Lo si capisce proprio dagli eventi fatti di economia domestica che hanno dominato le cronache Usa nelle ultime settimane, ovvero nell'estremo, tardivo sospirato tentativo di trovare rimedio a quel deficit di bilancio del governo, senza il quale si sarebbe andati incontro al famoso default federale. I repubblicani avversari del presidente Obama, ma sarebbe forse meglio dire l'intera Washington, hanno lasciato scivolare fino sul limitare dell'irreversibilità la crisi che attanaglia la nazione, pur di sparigliare il tavolo nella centrale di comando. Al di là della salomonica sanatoria finale, questa è la più profonda delle sconfitte del presidente in carica.
La sconfitta di Obama si descrive nell'estrema polarizzazione messa in scena oggi dal paese che governa, proprio quando il suo appello fondamentale era stato quello dell'unità che rinverdisse i tempi d'oro dello "sforzo nazionale", di un impeto che trovasse la sua ragione primaria non nell'appartenenza a uno schieramento, ma nel proprio orgoglio di americani. Questa filosofia basilare di Obama è stata spazzata via dal nervosismo degli avversari e dei suoi stessi sostenitori nel tentativo di ricollocare la visione tradizionale della politica (centri di potere secondo logiche gerarchiche e piramidali) in sostituzione dello scenario trasversale proposto dal nuovo presidente.
Col passare del tempo, la linea che è passata (e questa sì, su base bipartisan) è stata quella del cinismo: attribuire alla visione di Obama un attestato di utopia che la umilia, lasciando prevalere le vecchie logiche washingtoniane dello scambio e della spartizione. In questo riproporsi di un'antica messinscena il grande intruso può finire per diventare proprio la figura, ormai debolmente profetica, del presidente.
Di fronte all'esposizione di punti di vista opposti al suo su come tenere a galla la barca dell'economia, mentre il tempo stringe, il disaccordo si diffonde e la sfiducia aumenta, appare evidente che l'idea sia di delegittimare il grande potere decisionale accordato al presidente, restituendo alle Camere il potere di vita e morte sul futuro della nazione.
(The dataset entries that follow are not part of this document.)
//! Quorum CLI - Command-line tool for threshold multi-signature settlement
//!
//! This tool provides commands for:
//! - Generating signer / authority key pairs
//! - Simulating a committee, verifier node and contract end to end
//! - Inspecting proof envelopes
//! - Verifying proof envelope seals
//!
//! Logging goes to stderr and is controlled with `RUST_LOG`.

use anyhow::{Context, Result};
use clap::{Parser, Subcommand};
use std::fs;
use std::path::{Path, PathBuf};
use std::sync::Arc;
use std::time::Instant;
use tokio::sync::Mutex;
use tracing::info;
use tracing_subscriber::EnvFilter;

use quorum_aggregation::{EnvelopeProof, ProofEnvelope, Provable};
use quorum_client::{
    DataRequest, LocalCommittee, SignerNode, StaticDataSource, VerifierNode, VerifierNodeConfig,
};
use quorum_contract::SettlementContract;
use quorum_primitives::keys::{key_to_hex, signing_key_from_seed, signing_key_to_hex};
use quorum_primitives::{ProtocolConfig, SigningKey};
use quorum_state::{AuthenticatedMap, MembershipMap};

/// Quorum - threshold multi-signature settlement
#[derive(Parser)]
#[command(name = "quorum")]
#[command(version = env!("CARGO_PKG_VERSION"))]
#[command(about = "Aggregate committee signatures and settle them into a verified ledger", long_about = None)]
struct Cli {
    /// Protocol configuration JSON (defaults apply to missing fields)
    #[arg(short, long, global = true)]
    config: Option<PathBuf>,

    #[command(subcommand)]
    command: Commands,
}

#[derive(Subcommand)]
enum Commands {
    /// Generate an Ed25519 key pair
    Keygen {
        /// Output file (default: stdout)
        #[arg(short, long)]
        output: Option<PathBuf>,
    },

    /// Run a committee, verifier node and contract in-process
    Simulate {
        /// Committee size
        #[arg(short = 'n', long, default_value = "30")]
        signers: usize,

        /// Number of values to verify and settle
        #[arg(short, long, default_value = "3")]
        messages: usize,

        /// Override the configured batch capacity
        #[arg(short, long)]
        batch_capacity: Option<usize>,

        /// Signers that cannot see the data and stay silent
        #[arg(long, default_value = "0")]
        absent: usize,

        /// Settle all values with one folded settlement proof
        #[arg(long)]
        fold: bool,

        /// Seed for deterministic keys
        #[arg(long, default_value = "quorum-simulation")]
        seed: String,

        /// Write the last proof as an envelope to this file
        #[arg(long)]
        proof_out: Option<PathBuf>,
    },

    /// Print the public output of a proof envelope
    Inspect {
        /// Path to the proof envelope
        #[arg(short = 'f', long)]
        proof: PathBuf,
    },

    /// Check a proof envelope's seal
    Verify {
        /// Path to the proof envelope
        #[arg(short = 'f', long)]
        proof: PathBuf,
    },
}

#[tokio::main]
async fn main() -> Result<()> {
    let filter = EnvFilter::try_from_default_env().unwrap_or_else(|_| EnvFilter::new("warn"));
    tracing_subscriber::fmt()
        .with_env_filter(filter)
        .with_writer(std::io::stderr)
        .init();

    let cli = Cli::parse();
    let config = load_config(cli.config.as_deref())?;

    match cli.command {
        Commands::Keygen { output } => keygen(output),

        Commands::Simulate {
            signers,
            messages,
            batch_capacity,
            absent,
            fold,
            seed,
            proof_out,
        } => {
            let config = match batch_capacity {
                Some(capacity) => config.with_batch_capacity(capacity),
                None => config,
            };
            let options = SimulationOptions {
                signers,
                messages,
                absent,
                fold,
                seed,
                proof_out,
            };
            simulate(config, options).await
        }

        Commands::Inspect { proof } => inspect(&proof),

        Commands::Verify { proof } => verify(&proof),
    }
}

fn load_config(path: Option<&Path>) -> Result<ProtocolConfig> {
    let Some(path) = path else {
        return Ok(ProtocolConfig::default());
    };
    let contents = fs::read_to_string(path)
        .with_context(|| format!("Failed to read config file: {}", path.display()))?;
    let config = ProtocolConfig::from_json(&contents)
        .with_context(|| format!("Invalid config file: {}", path.display()))?;
    info!(?config, "loaded protocol configuration");
    Ok(config)
}

fn keygen(output: Option<PathBuf>) -> Result<()> {
    let key = SigningKey::from_bytes(&rand::random::<[u8; 32]>());
    let json = serde_json::json!({
        "public_key": key_to_hex(&key.verifying_key()),
        "secret_key": signing_key_to_hex(&key),
    });
    let json_str = serde_json::to_string_pretty(&json)?;

    if let Some(path) = output {
        fs::write(&path, &json_str)
            .with_context(|| format!("Failed to write key file: {}", path.display()))?;
        eprintln!("Key pair written to: {}", path.display());
    } else {
        println!("{}", json_str);
    }
    Ok(())
}

struct SimulationOptions {
    signers: usize,
    messages: usize,
    absent: usize,
    fold: bool,
    seed: String,
    proof_out: Option<PathBuf>,
}

async fn simulate(config: ProtocolConfig, options: SimulationOptions) -> Result<()> {
    config.validate().context("Invalid protocol configuration")?;
    if options.signers == 0 {
        anyhow::bail!("committee needs at least one signer");
    }
    if options.absent > options.signers {
        anyhow::bail!(
            "cannot silence {} of {} signers",
            options.absent,
            options.signers
        );
    }

    let authority = signing_key_from_seed(format!("{}/authority", options.seed).as_bytes());
    let signer_keys: Vec<SigningKey> = (0..options.signers)
        .map(|i| signing_key_from_seed(format!("{}/signer/{i}", options.seed).as_bytes()))
        .collect();

    let public_keys: Vec<_> = signer_keys.iter().map(|k| k.verifying_key()).collect();
    let committee = MembershipMap::from_keys(config.map_depth, &public_keys)
        .context("Failed to build committee map")?;

    let mut contract = SettlementContract::new(config)?;
    contract.initialize(&authority, committee.root(), options.signers as u64)?;
    let contract = Arc::new(Mutex::new(contract));

    let requests: Vec<DataRequest> = (0..options.messages)
        .map(|i| DataRequest::new("https://oracle.local", format!("/feed/{i}"), "value"))
        .collect();
    let mut source = StaticDataSource::new();
    for (i, request) in requests.iter().enumerate() {
        source.insert(request, 1_000 + i as u64);
    }

    let nodes = signer_keys
        .iter()
        .enumerate()
        .map(|(i, key)| {
            let view = if i < options.absent {
                StaticDataSource::new()
            } else {
                source.clone()
            };
            SignerNode::new(key.clone(), authority.verifying_key(), view)
        })
        .collect();

    let mut node = VerifierNode::new(
        VerifierNodeConfig::default().with_protocol(config),
        authority,
        committee,
        contract.clone(),
        source,
        LocalCommittee::new(nodes),
    )?;

    let start = Instant::now();
    let mut settled = Vec::new();
    let envelope = if options.fold {
        let (folded, verifications) = node.verify_data_batch(requests).await?;
        for v in &verifications {
            settled.push(serde_json::json!({
                "value": v.value,
                "message": v.message,
                "signatures": v.proof.public_output().count,
            }));
        }
        ProofEnvelope::from_settlement(&folded)?
    } else {
        let mut last = None;
        for request in requests {
            let v = node.verify_data(request).await?;
            settled.push(serde_json::json!({
                "value": v.value,
                "message": v.message,
                "signatures": v.proof.public_output().count,
            }));
            last = Some(v.proof);
        }
        match last {
            Some(proof) => ProofEnvelope::from_aggregation(&proof)?,
            None => anyhow::bail!("nothing to settle: --messages must be at least 1"),
        }
    };
    let elapsed = start.elapsed();

    let state = *contract
        .lock()
        .await
        .state()
        .context("contract lost its state")?;

    let summary = serde_json::json!({
        "signers": options.signers,
        "absent": options.absent,
        "batch_capacity": config.batch_capacity,
        "threshold": format!("{}/{}", config.threshold_numerator, config.threshold_denominator),
        "folded": options.fold,
        "settled": settled,
        "state": state,
        "elapsed_ms": elapsed.as_millis() as u64,
    });
    println!("{}", serde_json::to_string_pretty(&summary)?);

    if let Some(path) = options.proof_out {
        fs::write(&path, envelope.to_json()?)
            .with_context(|| format!("Failed to write proof file: {}", path.display()))?;
        eprintln!("Proof written to: {}", path.display());
    }
    Ok(())
}

fn read_envelope(path: &Path) -> Result<EnvelopeProof> {
    let contents = fs::read_to_string(path)
        .with_context(|| format!("Failed to read proof file: {}", path.display()))?;
    let envelope = ProofEnvelope::from_json(&contents)?;
    Ok(envelope.open()?)
}

fn inspect(path: &Path) -> Result<()> {
    let proof = read_envelope(path)?;
    let (seal, premises) = match &proof {
        EnvelopeProof::Aggregation(p) => (p.seal(), p.premises().len()),
        EnvelopeProof::Settlement(p) => (p.seal(), p.premises().len()),
    };

    println!("Proof Inspection:");
    println!("  Program: {}", proof.program());
    println!("  Seal: {}", seal);
    println!("  Premises: {}", premises);
    println!("  Public Output:");
    println!("{}", serde_json::to_string_pretty(&proof.output_json()?)?);
    Ok(())
}

fn verify(path: &Path) -> Result<()> {
    let proof = read_envelope(path)?;
    if proof.verify() {
        eprintln!("Proof VALID ({})", proof.program());
        println!("VALID");
        Ok(())
    } else {
        println!("INVALID");
        anyhow::bail!("proof seal does not match its contents")
    }
}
Un ricatto spietato e stupido, animato più dallo spirito di rivincita contro l'uomo che osò proporsi come innovatore, che dalla necessità di dare un futuro al paese. Ma anche un meccanismo politico così estremo da mettere in discussione la credibilità di Obama e quella qualità del suo operato che sembravano garantirne la rielezione. Come finirà? Dal punto di vista finanziario, con un pastrocchio malamente improntato all'"arrivano i nostri", salvo ritrovarsi il giorno dopo a confrontarsi con lo stesso problema. Dal punto di vista politico con uno scenario di caos, prodotto dalla perdita d'incisività di Obama nel controllo della nazione. Da un punto di vista personale, con il peggiore 50esimo compleanno di quest'uomo prematuramente sbiancato nei capelli. A salvarlo, come nel 2008, non sarà certo il mondo della politica tradizionale. Ma solo la volontà degli elettori e il loro desiderio di partecipazione. Sempre che sia rimasto in circolo. E abbia ancora voglia di credere in lui.